En Olney (Maryland), los vigilantes del Centro Nacional de Alerta sólo tenían que marcar el número 33 en su teléfono de teclas para lanzar la alarma atómica general de un extremo al otro del país. A varios kilómetros de allí, los técnicos de la Agencia de Seguridad Nacional interceptaban, registraban, ponían en ordenador y aprovechaban con ayuda de un extraordinario sistema de claves, todas las comunicaciones telefónicas y las emisiones de radio que cruzaban el espacio. Esta noche acechaban el éter con la esperanza de descubrir en él una palabra, una frase, un mensaje capaz de poner a los investigadores sobre la pista de los terroristas de Gadafi. No lejos de allí, el Cuartel General subterráneo de los equipos Nest de investigación de explosivos atómicos estaba en plena efervescencia.

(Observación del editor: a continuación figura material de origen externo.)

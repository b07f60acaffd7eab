// Copyright 2025 eraflo
//
// Licensed under the Apache License, Version 2.0 (the "License");
// you may not use this file except in compliance with the License.
// You may obtain a copy of the License at
//
//     http://www.apache.org/licenses/LICENSE-2.0
//
// Unless required by applicable law or agreed to in writing, software
// distributed under the License is distributed on an "AS IS" BASIS,
// WITHOUT WARRANTIES OR CONDITIONS OF ANY KIND, either express or implied.
// See the License for the specific language governing permissions and
// limitations under the License.

//! Provides the public, backend-agnostic contracts of the shader program pipeline.
//!
//! This module defines the "common language" spoken between the pipeline and the
//! drivers. It contains the abstract `traits` (like [`RenderingContext`]), the opaque
//! handle types (like [`ShaderStage`] and [`Program`]), and the error types.
//!
//! The 'how' is handled by a concrete backend in the `kiln-infra` crate (the software
//! reference driver or the OpenGL driver), while `kiln-lanes` drives these traits to
//! compile, link, and install programs without knowing which backend it talks to.

pub mod api;
pub mod error;
pub mod traits;

// Re-export the most important traits and types for easier use.
pub use self::api::*;
pub use self::error::ContextError;
pub use self::traits::{DrawableSurface, RenderingContext};
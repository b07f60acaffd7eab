// Copyright 2025 eraflo
//
// Licensed under the Apache License, Version 2.0 (the "License");
// you may not use this file except in compliance with the License.
// You may obtain a copy of the License at
//
//     http://www.apache.org/licenses/LICENSE-2.0
//
// Unless required by applicable law or agreed to in writing, software
// distributed under the License is distributed on an "AS IS" BASIS,
// WITHOUT WARRANTIES OR CONDITIONS OF ANY KIND, either express or implied.
// See the License for the specific language governing permissions and
// limitations under the License.

use kiln_core::renderer::api::{GpuObjectKind, ShaderId};
use kiln_core::{ContextError, RenderingContext, ShaderStage, ShaderStageKind};

use super::{release_stage, PipelineError};

/// The driver's verdict on one compilation.
#[derive(Debug, Clone, PartialEq, Eq)]
pub struct CompileResult {
    /// Whether the shader compiled.
    pub success: bool,
    /// The driver log. Only read when compilation failed.
    pub log: String,
}

impl CompileResult {
    /// Reads the compile status of `shader`, and its info log if it failed.
    pub fn query(ctx: &mut dyn RenderingContext, shader: ShaderId) -> Result<Self, ContextError> {
        let success = ctx.shader_compile_status(shader)?;
        let log = if success {
            String::new()
        } else {
            ctx.shader_info_log(shader)?
        };
        Ok(Self { success, log })
    }
}

fn submit_and_compile(
    ctx: &mut dyn RenderingContext,
    shader: ShaderId,
    source: &str,
) -> Result<CompileResult, ContextError> {
    ctx.shader_source(shader, source)?;
    ctx.compile_shader(shader)?;
    CompileResult::query(ctx, shader)
}

/// Compiles `source` into a new shader object of the given stage.
///
/// On success the caller owns the returned stage. On failure the shader object has
/// already been released; a compile failure carries the driver log verbatim.
///
/// ## Errors
/// * `Allocation` - If the context refuses to create the shader object.
/// * `Compile` - If the driver rejects the source.
/// * `InvalidArgument` / `ContextLost` - If a call is rejected or the context dies.
pub fn compile(
    ctx: &mut dyn RenderingContext,
    kind: ShaderStageKind,
    source: &str,
) -> Result<ShaderStage, PipelineError> {
    let id = ctx
        .create_shader(kind)
        .map_err(|err| PipelineError::allocation(GpuObjectKind::Shader, err))?;
    let stage = ShaderStage::new(id, kind);

    match submit_and_compile(ctx, id, source) {
        Ok(CompileResult { success: true, .. }) => {
            log::debug!("Compiled {kind} shader {id:?}");
            Ok(stage)
        }
        Ok(CompileResult { log, .. }) => {
            release_stage(ctx, stage);
            log::debug!("The {kind} shader {id:?} failed to compile");
            Err(PipelineError::Compile { stage: kind, log })
        }
        Err(err) => {
            release_stage(ctx, stage);
            Err(err.into())
        }
    }
}
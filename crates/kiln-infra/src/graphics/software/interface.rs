// Copyright 2025 eraflo
//
// Licensed under the Apache License, Version 2.0 (the "License");
// you may not use this file except in compliance with the License.
// You may obtain a copy of the License at
//
//     http://www.apache.org/licenses/LICENSE-2.0
//
// Unless required by applicable law or agreed to in writing, software
// distributed under the License is distributed on an "AS IS" BASIS,
// WITHOUT WARRANTIES OR CONDITIONS OF ANY KIND, either express or implied.
// See the License for the specific language governing permissions and
// limitations under the License.

//! Stage interface matching used when linking a program.

use naga::{Binding, Handle, Module, ScalarKind, Type, TypeInner};

/// A user-defined value passed between stages at a `layout(location = N)` slot.
#[derive(Debug, Clone, PartialEq)]
pub(crate) struct Varying {
    pub location: u32,
    pub ty: TypeInner,
}

fn collect_varyings(
    module: &Module,
    ty: Handle<Type>,
    binding: Option<&Binding>,
    out: &mut Vec<Varying>,
) {
    match binding {
        Some(Binding::Location { location, .. }) => out.push(Varying {
            location: *location,
            ty: module.types[ty].inner.clone(),
        }),
        Some(Binding::BuiltIn(_)) => {}
        None => {
            if let TypeInner::Struct { members, .. } = &module.types[ty].inner {
                for member in members {
                    collect_varyings(module, member.ty, member.binding.as_ref(), out);
                }
            }
        }
    }
}

fn entry_point(module: &Module, stage: naga::ShaderStage) -> Option<&naga::EntryPoint> {
    module.entry_points.iter().find(|ep| ep.stage == stage)
}

fn vertex_outputs(module: &Module) -> Vec<Varying> {
    let mut outputs = Vec::new();
    if let Some(result) = entry_point(module, naga::ShaderStage::Vertex)
        .and_then(|ep| ep.function.result.as_ref())
    {
        collect_varyings(module, result.ty, result.binding.as_ref(), &mut outputs);
    }
    outputs
}

fn fragment_inputs(module: &Module) -> Vec<Varying> {
    let mut inputs = Vec::new();
    if let Some(ep) = entry_point(module, naga::ShaderStage::Fragment) {
        for argument in &ep.function.arguments {
            collect_varyings(module, argument.ty, argument.binding.as_ref(), &mut inputs);
        }
    }
    inputs
}

fn scalar_name(kind: ScalarKind, width: u8) -> String {
    match (kind, width) {
        (ScalarKind::Float, 4) => "float".to_string(),
        (ScalarKind::Sint, 4) => "int".to_string(),
        (ScalarKind::Uint, 4) => "uint".to_string(),
        (ScalarKind::Bool, _) => "bool".to_string(),
        (kind, width) => format!("{kind:?}{}", u32::from(width) * 8),
    }
}

fn describe(ty: &TypeInner) -> String {
    match ty {
        TypeInner::Scalar(scalar) => scalar_name(scalar.kind, scalar.width),
        TypeInner::Vector { size, scalar } => {
            let prefix = match scalar.kind {
                ScalarKind::Sint => "i",
                ScalarKind::Uint => "u",
                ScalarKind::Bool => "b",
                _ => "",
            };
            format!("{prefix}vec{}", *size as u8)
        }
        TypeInner::Matrix { columns, rows, .. } => {
            format!("mat{}x{}", *columns as u8, *rows as u8)
        }
        other => format!("{other:?}"),
    }
}

/// Checks that every fragment input is written by the vertex stage with the same type.
///
/// Returns the matched varyings on success, or a driver-style log with one
/// `error:` line per problem.
pub(crate) fn match_interfaces(vertex: &Module, fragment: &Module) -> Result<Vec<Varying>, String> {
    let mut errors = Vec::new();

    if entry_point(vertex, naga::ShaderStage::Vertex).is_none() {
        errors.push("error: the vertex shader has no vertex entry point".to_string());
    }
    if entry_point(fragment, naga::ShaderStage::Fragment).is_none() {
        errors.push("error: the fragment shader has no fragment entry point".to_string());
    }
    if !errors.is_empty() {
        return Err(errors.join("\n"));
    }

    let outputs = vertex_outputs(vertex);
    let mut matched = Vec::new();
    for input in fragment_inputs(fragment) {
        match outputs.iter().find(|output| output.location == input.location) {
            None => errors.push(format!(
                "error: fragment input at location {} is not written by the vertex shader",
                input.location
            )),
            Some(output) if output.ty != input.ty => errors.push(format!(
                "error: type mismatch at location {}: the vertex shader writes {}, the fragment shader reads {}",
                input.location,
                describe(&output.ty),
                describe(&input.ty)
            )),
            Some(_) => matched.push(input),
        }
    }

    if errors.is_empty() {
        Ok(matched)
    } else {
        Err(errors.join("\n"))
    }
}

#[cfg(test)]
mod tests {
    use super::*;
    use crate::graphics::software::frontend::compile_glsl;
    use kiln_core::ShaderStageKind;

    const COLOR_VERTEX: &str = "#version 450
layout(location = 0) out vec4 v_color;
void main() {
    v_color = vec4(1.0, 0.0, 0.0, 1.0);
    gl_Position = vec4(0.0, 0.0, 0.0, 1.0);
}
";

    const VEC3_VERTEX: &str = "#version 450
layout(location = 0) out vec3 v_color;
void main() {
    v_color = vec3(1.0, 0.0, 0.0);
    gl_Position = vec4(0.0, 0.0, 0.0, 1.0);
}
";

    const COLOR_FRAGMENT: &str = "#version 450
layout(location = 0) in vec4 v_color;
layout(location = 0) out vec4 frag_color;
void main() {
    frag_color = v_color;
}
";

    fn module(kind: ShaderStageKind, source: &str) -> Module {
        compile_glsl(kind, source).unwrap()
    }

    #[test]
    fn matching_varyings_link() {
        let vertex = module(ShaderStageKind::Vertex, COLOR_VERTEX);
        let fragment = module(ShaderStageKind::Fragment, COLOR_FRAGMENT);

        let varyings = match_interfaces(&vertex, &fragment).unwrap();
        assert_eq!(varyings.len(), 1);
        assert_eq!(varyings[0].location, 0);
    }

    #[test]
    fn mismatched_varying_type_is_reported() {
        let vertex = module(ShaderStageKind::Vertex, VEC3_VERTEX);
        let fragment = module(ShaderStageKind::Fragment, COLOR_FRAGMENT);

        let log = match_interfaces(&vertex, &fragment).unwrap_err();
        assert!(log.contains("type mismatch at location 0"), "log: {log}");
        assert!(log.contains("vec3") && log.contains("vec4"), "log: {log}");
    }
}
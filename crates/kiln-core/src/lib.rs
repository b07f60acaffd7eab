// Copyright 2025 eraflo
//
// Licensed under the Apache License, Version 2.0 (the "License");
// you may not use this file except in compliance with the License.
// You may obtain a copy of the License at
//
//     http://www.apache.org/licenses/LICENSE-2.0
//
// Unless required by applicable law or agreed to in writing, software
// distributed under the License is distributed on an "AS IS" BASIS,
// WITHOUT WARRANTIES OR CONDITIONS OF ANY KIND, either express or implied.
// See the License for the specific language governing permissions and
// limitations under the License.

//! # Kiln Core
//!
//! Foundational crate containing the traits, handle types, and error contracts
//! shared by the rendering context backends and the shader lane.

#![warn(missing_docs)]

pub mod renderer;

pub use renderer::{
    ContextError, ContextSettings, DrawableSurface, Program, RenderingContext, ShaderStage,
    ShaderStageKind,
};
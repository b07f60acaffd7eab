// Copyright 2025 eraflo
//
// Licensed under the Apache License, Version 2.0 (the "License");
// you may not use this file except in compliance with the License.
// You may obtain a copy of the License at
//
//     http://www.apache.org/licenses/LICENSE-2.0
//
// Unless required by applicable law or agreed to in writing, software
// distributed under the License is distributed on an "AS IS" BASIS,
// WITHOUT WARRANTIES OR CONDITIONS OF ANY KIND, either express or implied.
// See the License for the specific language governing permissions and
// limitations under the License.

use kiln_core::renderer::api::{GpuObjectKind, ProgramId};
use kiln_core::{ContextError, Program, RenderingContext, ShaderStage, ShaderStageKind};

use super::{release_program, release_stage, PipelineError};

/// The driver's verdict on one link.
#[derive(Debug, Clone, PartialEq, Eq)]
pub struct LinkResult {
    /// Whether the program linked.
    pub success: bool,
    /// The driver log. Only read when linking failed.
    pub log: String,
}

impl LinkResult {
    /// Reads the link status of `program`, and its info log if it failed.
    pub fn query(ctx: &mut dyn RenderingContext, program: ProgramId) -> Result<Self, ContextError> {
        let success = ctx.program_link_status(program)?;
        let log = if success {
            String::new()
        } else {
            ctx.program_info_log(program)?
        };
        Ok(Self { success, log })
    }
}

fn attach_and_link(
    ctx: &mut dyn RenderingContext,
    program: ProgramId,
    vertex: &ShaderStage,
    fragment: &ShaderStage,
) -> Result<LinkResult, ContextError> {
    ctx.attach_shader(program, vertex.id())?;
    ctx.attach_shader(program, fragment.id())?;
    ctx.link_program(program)?;
    LinkResult::query(ctx, program)
}

/// Releases everything `link` holds, program first.
fn discard(
    ctx: &mut dyn RenderingContext,
    program: Option<ProgramId>,
    vertex: ShaderStage,
    fragment: ShaderStage,
) {
    if let Some(program) = program {
        release_program(ctx, program);
    }
    release_stage(ctx, fragment);
    release_stage(ctx, vertex);
}

/// Links a vertex and a fragment stage into a program.
///
/// Both stages are moved in. On success they are owned by the returned [`Program`];
/// on every failure the linker releases the program object and both stages before
/// returning.
///
/// ## Errors
/// * `InvalidArgument` - If the stages are not one vertex and one fragment stage, or
///   a call is rejected by a validating context.
/// * `Allocation` - If the context refuses to create the program object.
/// * `Link` - If the driver fails to link the stages.
/// * `ContextLost` - If the context dies during the link.
pub fn link(
    ctx: &mut dyn RenderingContext,
    vertex: ShaderStage,
    fragment: ShaderStage,
) -> Result<Program, PipelineError> {
    if vertex.kind() != ShaderStageKind::Vertex || fragment.kind() != ShaderStageKind::Fragment {
        let message = format!(
            "expected a vertex and a fragment stage, got {} and {}",
            vertex.kind(),
            fragment.kind()
        );
        discard(ctx, None, vertex, fragment);
        return Err(PipelineError::InvalidArgument(message));
    }

    let program = match ctx.create_program() {
        Ok(program) => program,
        Err(err) => {
            discard(ctx, None, vertex, fragment);
            return Err(PipelineError::allocation(GpuObjectKind::Program, err));
        }
    };

    match attach_and_link(ctx, program, &vertex, &fragment) {
        Ok(LinkResult { success: true, .. }) => {
            log::debug!("Linked program {program:?}");
            Ok(Program::new(program, vertex, fragment))
        }
        Ok(LinkResult { log, .. }) => {
            discard(ctx, Some(program), vertex, fragment);
            Err(PipelineError::Link { log })
        }
        Err(err) => {
            discard(ctx, Some(program), vertex, fragment);
            Err(err.into())
        }
    }
}
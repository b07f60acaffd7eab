// Copyright 2025 eraflo
//
// Licensed under the Apache License, Version 2.0 (the "License");
// you may not use this file except in compliance with the License.
// You may obtain a copy of the License at
//
//     http://www.apache.org/licenses/LICENSE-2.0
//
// Unless required by applicable law or agreed to in writing, software
// distributed under the License is distributed on an "AS IS" BASIS,
// WITHOUT WARRANTIES OR CONDITIONS OF ANY KIND, either express or implied.
// See the License for the specific language governing permissions and
// limitations under the License.

use crate::renderer::api::{
    ContextInfo, GlError, ObjectCounts, ProgramId, ShaderId, ShaderStageKind,
};
use crate::renderer::error::ContextError;
use std::fmt::Debug;

/// The operations a rendering context exposes to the shader program pipeline.
///
/// This is a GL-shaped interface: objects are named by opaque ids, and a raw driver
/// answers misuse (an unknown id, an illegal state) by ignoring the call and recording
/// a [`GlError`] flag rather than failing it. The validating decorator implements the
/// same trait and turns such misuse into [`ContextError::Rejected`].
///
/// Every implementation owns a single "active program" slot.
pub trait RenderingContext: Debug {
    /// Describes the driver behind this context.
    fn info(&self) -> ContextInfo;

    /// Allocates a shader object for the given stage.
    /// ## Errors
    /// * `OutOfMemory` - If the device refuses the allocation.
    /// * `ContextLost` - If the context is gone.
    fn create_shader(&mut self, kind: ShaderStageKind) -> Result<ShaderId, ContextError>;

    /// Replaces the source text of a shader object.
    fn shader_source(&mut self, shader: ShaderId, source: &str) -> Result<(), ContextError>;

    /// Compiles the current source of a shader object.
    fn compile_shader(&mut self, shader: ShaderId) -> Result<(), ContextError>;

    /// Returns whether the last compilation of the shader succeeded.
    fn shader_compile_status(&mut self, shader: ShaderId) -> Result<bool, ContextError>;

    /// Returns the driver's diagnostic log for the last compilation of the shader.
    fn shader_info_log(&mut self, shader: ShaderId) -> Result<String, ContextError>;

    /// Deletes a shader object.
    ///
    /// A shader that is still attached to a program is only flagged; it is freed
    /// once it is no longer attached to any program.
    fn delete_shader(&mut self, shader: ShaderId) -> Result<(), ContextError>;

    /// Allocates a program object.
    /// ## Errors
    /// * `OutOfMemory` - If the device refuses the allocation.
    /// * `ContextLost` - If the context is gone.
    fn create_program(&mut self) -> Result<ProgramId, ContextError>;

    /// Attaches a shader object to a program object.
    fn attach_shader(&mut self, program: ProgramId, shader: ShaderId) -> Result<(), ContextError>;

    /// Detaches a shader object from a program object.
    fn detach_shader(&mut self, program: ProgramId, shader: ShaderId) -> Result<(), ContextError>;

    /// Links the shaders attached to a program object.
    fn link_program(&mut self, program: ProgramId) -> Result<(), ContextError>;

    /// Returns whether the last link of the program succeeded.
    fn program_link_status(&mut self, program: ProgramId) -> Result<bool, ContextError>;

    /// Returns the driver's diagnostic log for the last link of the program.
    fn program_info_log(&mut self, program: ProgramId) -> Result<String, ContextError>;

    /// Deletes a program object.
    ///
    /// Deleting the active program only flags it; it is freed when another program
    /// (or none) is installed.
    fn delete_program(&mut self, program: ProgramId) -> Result<(), ContextError>;

    /// Installs a linked program as the active program, or clears the slot with `None`.
    fn use_program(&mut self, program: Option<ProgramId>) -> Result<(), ContextError>;

    /// Returns the program currently installed in the active slot.
    fn active_program(&self) -> Option<ProgramId>;

    /// Returns and clears the first error flag recorded since the last call.
    fn get_error(&mut self) -> Result<Option<GlError>, ContextError>;

    /// Returns how many device objects this context still holds.
    fn live_objects(&self) -> ObjectCounts;
}

impl<T: RenderingContext + ?Sized> RenderingContext for Box<T> {
    fn info(&self) -> ContextInfo {
        (**self).info()
    }

    fn create_shader(&mut self, kind: ShaderStageKind) -> Result<ShaderId, ContextError> {
        (**self).create_shader(kind)
    }

    fn shader_source(&mut self, shader: ShaderId, source: &str) -> Result<(), ContextError> {
        (**self).shader_source(shader, source)
    }

    fn compile_shader(&mut self, shader: ShaderId) -> Result<(), ContextError> {
        (**self).compile_shader(shader)
    }

    fn shader_compile_status(&mut self, shader: ShaderId) -> Result<bool, ContextError> {
        (**self).shader_compile_status(shader)
    }

    fn shader_info_log(&mut self, shader: ShaderId) -> Result<String, ContextError> {
        (**self).shader_info_log(shader)
    }

    fn delete_shader(&mut self, shader: ShaderId) -> Result<(), ContextError> {
        (**self).delete_shader(shader)
    }

    fn create_program(&mut self) -> Result<ProgramId, ContextError> {
        (**self).create_program()
    }

    fn attach_shader(&mut self, program: ProgramId, shader: ShaderId) -> Result<(), ContextError> {
        (**self).attach_shader(program, shader)
    }

    fn detach_shader(&mut self, program: ProgramId, shader: ShaderId) -> Result<(), ContextError> {
        (**self).detach_shader(program, shader)
    }

    fn link_program(&mut self, program: ProgramId) -> Result<(), ContextError> {
        (**self).link_program(program)
    }

    fn program_link_status(&mut self, program: ProgramId) -> Result<bool, ContextError> {
        (**self).program_link_status(program)
    }

    fn program_info_log(&mut self, program: ProgramId) -> Result<String, ContextError> {
        (**self).program_info_log(program)
    }

    fn delete_program(&mut self, program: ProgramId) -> Result<(), ContextError> {
        (**self).delete_program(program)
    }

    fn use_program(&mut self, program: Option<ProgramId>) -> Result<(), ContextError> {
        (**self).use_program(program)
    }

    fn active_program(&self) -> Option<ProgramId> {
        (**self).active_program()
    }

    fn get_error(&mut self) -> Result<Option<GlError>, ContextError> {
        (**self).get_error()
    }

    fn live_objects(&self) -> ObjectCounts {
        (**self).live_objects()
    }
}
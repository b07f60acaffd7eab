// Copyright 2025 eraflo
//
// Licensed under the Apache License, Version 2.0 (the "License");
// you may not use this file except in compliance with the License.
// You may obtain a copy of the License at
//
//     http://www.apache.org/licenses/LICENSE-2.0
//
// Unless required by applicable law or agreed to in writing, software
// distributed under the License is distributed on an "AS IS" BASIS,
// WITHOUT WARRANTIES OR CONDITIONS OF ANY KIND, either express or implied.
// See the License for the specific language governing permissions and
// limitations under the License.

use kiln_core::{Program, RenderingContext, ShaderStageKind};

use super::{compile, link, release_stage, PipelineError};

/// Builds shader programs and installs them as the context's active program.
///
/// The build is fail-fast: it stops at the first failing step, releases what that
/// step and the earlier ones allocated, and reports only that failure.
#[derive(Debug, Clone, Default)]
pub struct ProgramLane {
    label: Option<String>,
}

impl ProgramLane {
    /// Creates an unlabelled lane.
    pub fn new() -> Self {
        Self::default()
    }

    /// Creates a lane whose log lines carry `label` (e.g. the name of the view).
    pub fn with_label(label: impl Into<String>) -> Self {
        Self {
            label: Some(label.into()),
        }
    }

    /// The label used in log lines.
    pub fn label(&self) -> &str {
        self.label.as_deref().unwrap_or("program")
    }

    /// Compiles both stages, links them, and installs the program.
    ///
    /// On success the returned program is the context's active program and the
    /// caller owns it. On failure no object allocated by this call remains on the
    /// context.
    pub fn build(
        &self,
        ctx: &mut dyn RenderingContext,
        vertex_source: &str,
        fragment_source: &str,
    ) -> Result<Program, PipelineError> {
        // Stage 1: compile the vertex stage. Nothing to clean up on failure.
        let vertex = compile(ctx, ShaderStageKind::Vertex, vertex_source)
            .inspect_err(|err| log::warn!("[{}] {err}", self.label()))?;

        // Stage 2: compile the fragment stage, dropping the vertex stage on failure.
        let fragment = match compile(ctx, ShaderStageKind::Fragment, fragment_source) {
            Ok(fragment) => fragment,
            Err(err) => {
                log::warn!("[{}] {err}", self.label());
                release_stage(ctx, vertex);
                return Err(err);
            }
        };

        // Stage 3: link. The linker releases both stages itself when it fails.
        let program = link(ctx, vertex, fragment)
            .inspect_err(|err| log::warn!("[{}] {err}", self.label()))?;

        // Stage 4: install.
        let id = program.id();
        if let Err(err) = ctx.use_program(Some(id)) {
            if let Err(cleanup) = program.destroy(ctx) {
                log::warn!(
                    "[{}] Failed to destroy program {id:?} after a failed install: {cleanup}",
                    self.label()
                );
            }
            return Err(err.into());
        }

        log::info!("[{}] Built and installed program {id:?}", self.label());
        Ok(program)
    }
}

/// Builds a program with an unlabelled [`ProgramLane`].
pub fn build(
    ctx: &mut dyn RenderingContext,
    vertex_source: &str,
    fragment_source: &str,
) -> Result<Program, PipelineError> {
    ProgramLane::new().build(ctx, vertex_source, fragment_source)
}

#[cfg(test)]
mod tests {
    use super::*;
    use kiln_core::renderer::api::{ContextInfo, GlError, ObjectCounts, ProgramId, ShaderId};
    use kiln_core::ContextError;
    use std::collections::HashSet;

    /// A context where everything compiles and links, except for the scripted failure.
    #[derive(Debug, Default)]
    struct ScriptedContext {
        shaders: HashSet<ShaderId>,
        programs: HashSet<ProgramId>,
        next_name: u32,
        active: Option<ProgramId>,
        refuse_install: bool,
        lost_on_link: bool,
    }

    impl ScriptedContext {
        fn next(&mut self) -> u32 {
            self.next_name += 1;
            self.next_name
        }
    }

    impl RenderingContext for ScriptedContext {
        fn info(&self) -> ContextInfo {
            ContextInfo {
                backend: "scripted".into(),
                renderer: "scripted".into(),
                validating: false,
            }
        }
        fn create_shader(&mut self, _: ShaderStageKind) -> Result<ShaderId, ContextError> {
            let id = ShaderId(self.next());
            self.shaders.insert(id);
            Ok(id)
        }
        fn shader_source(&mut self, _: ShaderId, _: &str) -> Result<(), ContextError> {
            Ok(())
        }
        fn compile_shader(&mut self, _: ShaderId) -> Result<(), ContextError> {
            Ok(())
        }
        fn shader_compile_status(&mut self, _: ShaderId) -> Result<bool, ContextError> {
            Ok(true)
        }
        fn shader_info_log(&mut self, _: ShaderId) -> Result<String, ContextError> {
            Ok(String::new())
        }
        fn delete_shader(&mut self, shader: ShaderId) -> Result<(), ContextError> {
            self.shaders.remove(&shader);
            Ok(())
        }
        fn create_program(&mut self) -> Result<ProgramId, ContextError> {
            let id = ProgramId(self.next());
            self.programs.insert(id);
            Ok(id)
        }
        fn attach_shader(&mut self, _: ProgramId, _: ShaderId) -> Result<(), ContextError> {
            Ok(())
        }
        fn detach_shader(&mut self, _: ProgramId, _: ShaderId) -> Result<(), ContextError> {
            Ok(())
        }
        fn link_program(&mut self, _: ProgramId) -> Result<(), ContextError> {
            if self.lost_on_link {
                Err(ContextError::ContextLost)
            } else {
                Ok(())
            }
        }
        fn program_link_status(&mut self, _: ProgramId) -> Result<bool, ContextError> {
            Ok(true)
        }
        fn program_info_log(&mut self, _: ProgramId) -> Result<String, ContextError> {
            Ok(String::new())
        }
        fn delete_program(&mut self, program: ProgramId) -> Result<(), ContextError> {
            self.programs.remove(&program);
            Ok(())
        }
        fn use_program(&mut self, program: Option<ProgramId>) -> Result<(), ContextError> {
            if self.refuse_install {
                return Err(ContextError::Rejected {
                    call: "useProgram",
                    code: GlError::InvalidOperation,
                    message: "installation refused".into(),
                });
            }
            self.active = program;
            Ok(())
        }
        fn active_program(&self) -> Option<ProgramId> {
            self.active
        }
        fn get_error(&mut self) -> Result<Option<GlError>, ContextError> {
            Ok(None)
        }
        fn live_objects(&self) -> ObjectCounts {
            ObjectCounts {
                shaders: self.shaders.len(),
                programs: self.programs.len(),
            }
        }
    }

    #[test]
    fn failed_install_destroys_program_and_stages() {
        // --- 1. ARRANGE ---
        let mut ctx = ScriptedContext {
            refuse_install: true,
            ..Default::default()
        };

        // --- 2. ACT ---
        let result = build(&mut ctx, "vertex", "fragment");

        // --- 3. ASSERT ---
        match result {
            Err(PipelineError::InvalidArgument(msg)) => assert!(msg.contains("useProgram")),
            other => panic!("expected an invalid argument, got {other:?}"),
        }
        assert_eq!(ctx.live_objects().total(), 0);
        assert_eq!(ctx.active_program(), None);
    }

    #[test]
    fn context_lost_while_linking_releases_everything() {
        // --- 1. ARRANGE ---
        let mut ctx = ScriptedContext {
            lost_on_link: true,
            ..Default::default()
        };

        // --- 2. ACT ---
        let result = build(&mut ctx, "vertex", "fragment");

        // --- 3. ASSERT ---
        assert_eq!(result, Err(PipelineError::ContextLost));
        assert_eq!(ctx.live_objects().total(), 0);
        assert_eq!(ctx.active_program(), None);
    }

    #[test]
    fn scripted_build_succeeds_without_failures() {
        let mut ctx = ScriptedContext::default();

        let program = build(&mut ctx, "vertex", "fragment").unwrap();

        assert_eq!(ctx.active_program(), Some(program.id()));
        assert_eq!(ctx.live_objects().total(), 3);
    }

    #[test]
    fn label_defaults_to_program() {
        assert_eq!(ProgramLane::new().label(), "program");
        assert_eq!(ProgramLane::with_label("triangle view").label(), "triangle view");
    }
}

Seis veces, en su corta historia, se había precipitado ya estos equipos a la caza de una bomba en las calles de una ciudad norteamericana. Nadie se había enterado nunca de nada. Ahora, dentro de unas horas, los doscientos agentes transportados por los Sterlifter C-141 movilizados al empezar la jornada estarían rodando por las arterias de Manhattan con todo su material de detección, en furgonetas anónimas, alquiladas a Hertz o a Avis. Tampoco ahora sabría nadie quienes eran ni lo que buscaban. Secreto y rapidez eran la regla de oro de las operaciones Nest. Secreto, para evitar que los terroristas, al sentirse descubiertos, hiciesen explotar su ingenio, y también para impedir todo riesgo de pánico en la población. Rapidez, porque cada minuto se contaba por millares de vidas humanas.